Quaint as this uproar sounds today, it shows how severe and unexpected an impact a single imported species can have on wild and human life. And it was all for naught; once the bird was out of the cage, extermination campaigns failed, and the sparrows spread along their merry way, reaching California by 1875. Americans, like everyone else, proceeded to take the sparrows for granted, just as we do brown rats, dandelions, influenza, and scores of other "sturdy foreign vulgarians" we've wittingly or unwittingly imported.
Sparrows are big winners in the biological trade wars—an unprecedented process of ecological globalization. Its end can only be imagined, but it looks unmistakably and unimaginably dreary: a world of far fewer species and much more narrow interactions, in which survival will depend foremost on the ability to live in, with, or around human beings.

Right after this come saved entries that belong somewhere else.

use std::collections::HashMap;
use std::sync::RwLock;

use async_trait::async_trait;
use chrono::{DateTime, Utc};

use docket_core::{JobId, UserId};
use docket_retrieval::{AuditRecord, Job, JobUpdate};

use super::{Admission, JobPage, JobStore, JobStoreError, Page, UpdateOutcome};

/// In-memory job store.
///
/// Backs tests and single-process development. Admission runs under a single
/// write lock, so concurrent submissions from one user serialise.
#[derive(Debug, Default)]
pub struct InMemoryJobStore {
    jobs: RwLock<HashMap<JobId, Job>>,
    audit: RwLock<Vec<AuditRecord>>,
}

impl InMemoryJobStore {
    pub fn new() -> Self {
        Self::default()
    }
}

fn poisoned() -> JobStoreError {
    JobStoreError::Storage("lock poisoned".to_string())
}

fn active_count(jobs: &HashMap<JobId, Job>, user_id: UserId) -> u32 {
    jobs.values()
        .filter(|j| j.user_id == user_id && j.status.is_active())
        .count() as u32
}

#[async_trait]
impl JobStore for InMemoryJobStore {
    async fn insert_admitted(&self, job: Job, max_active: u32) -> Result<Admission, JobStoreError> {
        let mut jobs = self.jobs.write().map_err(|_| poisoned())?;

        if jobs.contains_key(&job.id) {
            return Err(JobStoreError::AlreadyExists(job.id));
        }

        let active = active_count(&jobs, job.user_id);
        if active >= max_active {
            return Ok(Admission::Rejected { active });
        }

        jobs.insert(job.id, job.clone());
        Ok(Admission::Admitted(job))
    }

    async fn get(&self, job_id: JobId) -> Result<Option<Job>, JobStoreError> {
        let jobs = self.jobs.read().map_err(|_| poisoned())?;
        Ok(jobs.get(&job_id).cloned())
    }

    async fn list_by_user(&self, user_id: UserId, page: Page) -> Result<JobPage, JobStoreError> {
        let jobs = self.jobs.read().map_err(|_| poisoned())?;

        let mut owned: Vec<&Job> = jobs.values().filter(|j| j.user_id == user_id).collect();
        owned.sort_by(|a, b| b.created_at.cmp(&a.created_at).then(b.id.cmp(&a.id)));

        let total = owned.len() as u64;
        let jobs = owned
            .into_iter()
            .skip(page.offset as usize)
            .take(page.limit as usize)
            .cloned()
            .collect();

        Ok(JobPage { jobs, total })
    }

    async fn count_active_by_user(&self, user_id: UserId) -> Result<u32, JobStoreError> {
        let jobs = self.jobs.read().map_err(|_| poisoned())?;
        Ok(active_count(&jobs, user_id))
    }

    async fn apply(
        &self,
        job_id: JobId,
        update: JobUpdate,
        now: DateTime<Utc>,
    ) -> Result<UpdateOutcome, JobStoreError> {
        let mut jobs = self.jobs.write().map_err(|_| poisoned())?;
        let job = jobs.get_mut(&job_id).ok_or(JobStoreError::NotFound(job_id))?;

        // Apply to a copy so a rejection leaves the stored record untouched.
        let mut next = job.clone();
        match next.apply(update, now) {
            Ok(()) => {
                *job = next.clone();
                Ok(UpdateOutcome::Applied(next))
            }
            Err(reason) => Ok(UpdateOutcome::Rejected {
                job: job.clone(),
                reason,
            }),
        }
    }

    async fn record_audit(&self, record: AuditRecord) -> Result<(), JobStoreError> {
        if !self.jobs.read().map_err(|_| poisoned())?.contains_key(&record.job_id) {
            return Err(JobStoreError::NotFound(record.job_id));
        }
        self.audit.write().map_err(|_| poisoned())?.push(record);
        Ok(())
    }

    async fn list_audit(&self, job_id: JobId) -> Result<Vec<AuditRecord>, JobStoreError> {
        let audit = self.audit.read().map_err(|_| poisoned())?;
        Ok(audit.iter().filter(|r| r.job_id == job_id).cloned().collect())
    }
}
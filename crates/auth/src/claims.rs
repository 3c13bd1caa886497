use chrono::{DateTime, Utc};
use serde::{Deserialize, Serialize};
use thiserror::Error;

use docket_core::UserId;

use crate::Role;

/// JWT claims model (transport-agnostic).
///
/// The minimal set of claims expected once a token has been decoded and its
/// signature verified.
#[derive(Debug, Clone, PartialEq, Eq, Serialize, Deserialize)]
pub struct JwtClaims {
    /// Subject: the authenticated user.
    pub sub: UserId,

    /// Display name of the user, recorded as the job requester.
    pub name: String,

    /// Roles granted to the user.
    pub roles: Vec<Role>,

    /// Issued-at timestamp.
    pub issued_at: DateTime<Utc>,

    /// Expiration timestamp.
    pub expires_at: DateTime<Utc>,
}

#[derive(Debug, Error, Clone, PartialEq, Eq)]
pub enum TokenValidationError {
    #[error("token has expired")]
    Expired,

    #[error("token not yet valid (issued_at is in the future)")]
    NotYetValid,

    #[error("invalid token time window (expires_at <= issued_at)")]
    InvalidTimeWindow,

    #[error("malformed token: {0}")]
    Malformed(String),
}

/// Deterministically validate the claim time window.
///
/// Signature verification happens in [`crate::jwt`]; this only checks claims.
pub fn validate_claims(claims: &JwtClaims, now: DateTime<Utc>) -> Result<(), TokenValidationError> {
    if claims.expires_at <= claims.issued_at {
        return Err(TokenValidationError::InvalidTimeWindow);
    }
    if now < claims.issued_at {
        return Err(TokenValidationError::NotYetValid);
    }
    if now >= claims.expires_at {
        return Err(TokenValidationError::Expired);
    }
    Ok(())
}

#[cfg(test)]
mod tests {
    use super::*;
    use chrono::Duration;

    fn claims_at(issued_at: DateTime<Utc>, ttl: Duration) -> JwtClaims {
        JwtClaims {
            sub: UserId::new(),
            name: "Ana".to_string(),
            roles: vec![Role::new("operator")],
            issued_at,
            expires_at: issued_at + ttl,
        }
    }

    #[test]
    fn accepts_claims_inside_window() {
        let now = Utc::now();
        let claims = claims_at(now - Duration::minutes(1), Duration::minutes(10));
        assert_eq!(validate_claims(&claims, now), Ok(()));
    }

    #[test]
    fn rejects_expired_and_future_tokens() {
        let now = Utc::now();
        let expired = claims_at(now - Duration::hours(2), Duration::hours(1));
        assert_eq!(validate_claims(&expired, now), Err(TokenValidationError::Expired));

        let future = claims_at(now + Duration::hours(1), Duration::hours(1));
        assert_eq!(validate_claims(&future, now), Err(TokenValidationError::NotYetValid));
    }

    #[test]
    fn rejects_inverted_window() {
        let now = Utc::now();
        let claims = claims_at(now, Duration::zero());
        assert_eq!(
            validate_claims(&claims, now),
            Err(TokenValidationError::InvalidTimeWindow)
        );
    }
}
use serde::{Deserialize, Serialize};

use crate::job::Job;
use crate::status::JobStatus;

/// Ephemeral status + percentage published by the worker.
///
/// Absence of a snapshot means the job has not started; readers fall back to
/// [`ProgressSnapshot::default`].
#[derive(Debug, Clone, Copy, PartialEq, Eq, Serialize, Deserialize)]
pub struct ProgressSnapshot {
    pub status: JobStatus,
    pub progress: u8,
}

impl ProgressSnapshot {
    pub fn new(status: JobStatus, progress: u8) -> Self {
        Self {
            status,
            progress: progress.min(100),
        }
    }

    pub fn from_job(job: &Job) -> Self {
        Self::new(job.status, job.progress)
    }
}

impl Default for ProgressSnapshot {
    fn default() -> Self {
        Self {
            status: JobStatus::Pending,
            progress: 0,
        }
    }
}
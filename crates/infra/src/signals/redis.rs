//! Redis-backed signal store.
//!
//! Plain string keys with `PX` expiry; `take` uses `GETDEL` (Redis >= 6.2) so a
//! two-factor code can be consumed exactly once.

use std::time::Duration;

use async_trait::async_trait;
use tracing::instrument;

use super::{SignalStore, SignalStoreError};
use crate::redis_client::RedisConnector;
use crate::retry::{RetryPolicy, retry};

#[derive(Debug, Clone)]
pub struct RedisSignalStore {
    redis: RedisConnector,
    retry: RetryPolicy,
}

impl RedisSignalStore {
    pub fn new(redis: RedisConnector) -> Self {
        Self {
            redis,
            retry: RetryPolicy::default(),
        }
    }

    pub fn with_retry_policy(mut self, retry: RetryPolicy) -> Self {
        self.retry = retry;
        self
    }

    async fn run<T: redis::FromRedisValue + Send>(
        &self,
        cmd: &redis::Cmd,
    ) -> Result<T, SignalStoreError> {
        let mut conn = self.redis.connection().await.map_err(backend)?;
        match cmd.query_async::<_, T>(&mut conn).await {
            Ok(value) => Ok(value),
            Err(err) => {
                if err.is_io_error() || err.is_connection_dropped() {
                    self.redis.reset().await;
                }
                Err(backend(err))
            }
        }
    }
}

fn backend(err: redis::RedisError) -> SignalStoreError {
    SignalStoreError::Backend(err.to_string())
}

#[async_trait]
impl SignalStore for RedisSignalStore {
    #[instrument(skip(self, value), err)]
    async fn set(&self, key: &str, value: &str, ttl: Duration) -> Result<(), SignalStoreError> {
        let mut cmd = redis::cmd("SET");
        cmd.arg(self.redis.key(key))
            .arg(value)
            .arg("PX")
            .arg(ttl.as_millis().max(1) as u64);
        retry(&self.retry, "signal_set", SignalStoreError::is_transient, || {
            self.run::<()>(&cmd)
        })
        .await
    }

    #[instrument(skip(self), err)]
    async fn get(&self, key: &str) -> Result<Option<String>, SignalStoreError> {
        let mut cmd = redis::cmd("GET");
        cmd.arg(self.redis.key(key));
        retry(&self.retry, "signal_get", SignalStoreError::is_transient, || {
            self.run::<Option<String>>(&cmd)
        })
        .await
    }

    // Not retried: a lost reply after GETDEL would silently drop the value.
    #[instrument(skip(self), err)]
    async fn take(&self, key: &str) -> Result<Option<String>, SignalStoreError> {
        let mut cmd = redis::cmd("GETDEL");
        cmd.arg(self.redis.key(key));
        self.run::<Option<String>>(&cmd).await
    }

    #[instrument(skip(self), err)]
    async fn delete(&self, key: &str) -> Result<(), SignalStoreError> {
        let mut cmd = redis::cmd("DEL");
        cmd.arg(self.redis.key(key));
        retry(&self.retry, "signal_delete", SignalStoreError::is_transient, || {
            self.run::<()>(&cmd)
        })
        .await
    }
}
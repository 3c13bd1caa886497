//! HTTP application wiring (Axum router + service wiring).
//!
//! - `services.rs`: store, signal and queue wiring behind the orchestrator
//! - `routes/`: HTTP routes + handlers
//! - `dto.rs`: request/response DTOs
//! - `errors.rs`: consistent error responses

use std::sync::Arc;

use axum::{routing::get, Extension, Router};
use tower::ServiceBuilder;

use crate::authz::{self, RolePolicy};
use crate::config::ApiConfig;
use crate::middleware;

pub mod dto;
pub mod errors;
pub mod routes;
pub mod services;

/// Build the full HTTP router (public entrypoint used by `main.rs`).
pub async fn build_app(config: &ApiConfig) -> anyhow::Result<Router> {
    let services = services::build_services(&config.infra).await?;
    Ok(build_app_with_services(config, Arc::new(services)))
}

/// Build the router around already-wired services.
pub fn build_app_with_services(config: &ApiConfig, services: Arc<services::AppServices>) -> Router {
    let jwt = Arc::new(docket_auth::Hs256JwtValidator::new(config.jwt_secret.as_bytes()));
    let auth_state = middleware::AuthState { jwt };
    let policy = RolePolicy::new(config.authorized_role.clone());

    let jobs = routes::jobs::router().layer(axum::middleware::from_fn_with_state(
        policy,
        authz::require_jobs_manage,
    ));

    // Protected routes: require a verified bearer token.
    let protected = routes::router(jobs)
        .layer(Extension(services))
        .layer(axum::middleware::from_fn_with_state(
            auth_state,
            middleware::auth_middleware,
        ));

    Router::new()
        .route("/health", get(routes::system::health))
        .merge(protected)
        .layer(ServiceBuilder::new())
}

According to a study reported in Bioscience (8/98), competition or predation by non-native species is a factor in 49 percent of threatened extinctions in this country.
"Invasive species" is usually the label for such biological conquistadors, but I like the evocative (if not precisely equivalent) term biologists use to describe the prolific, fast-spreading species that crop up around newly disturbed patches of rain forest: supertramps. As tramps go, the house sparrow is truly super—probably the world's most numerous bird, outnumbering even starlings and rock-dove "pigeons."
What more suitable fellow traveler could we have in our worldwide conquests than this brash and brazen bird? It's big-brained and adaptable. It's relentlessly fertile, not to say oversexed; one 19th-century birder, seeing two sparrows copulate 14 times in quick succession, declared that the male of the species suffers "from satyriasis and the female from nymphomania." It's ruthless and fearless, and treats rival species exactly as the Israelites treated the Canaanites and the Europeans treated America's Indians and Australia's aborigines. In short, it's just like us. If we were birds, we wouldn't be eagles. We'd be sparrows.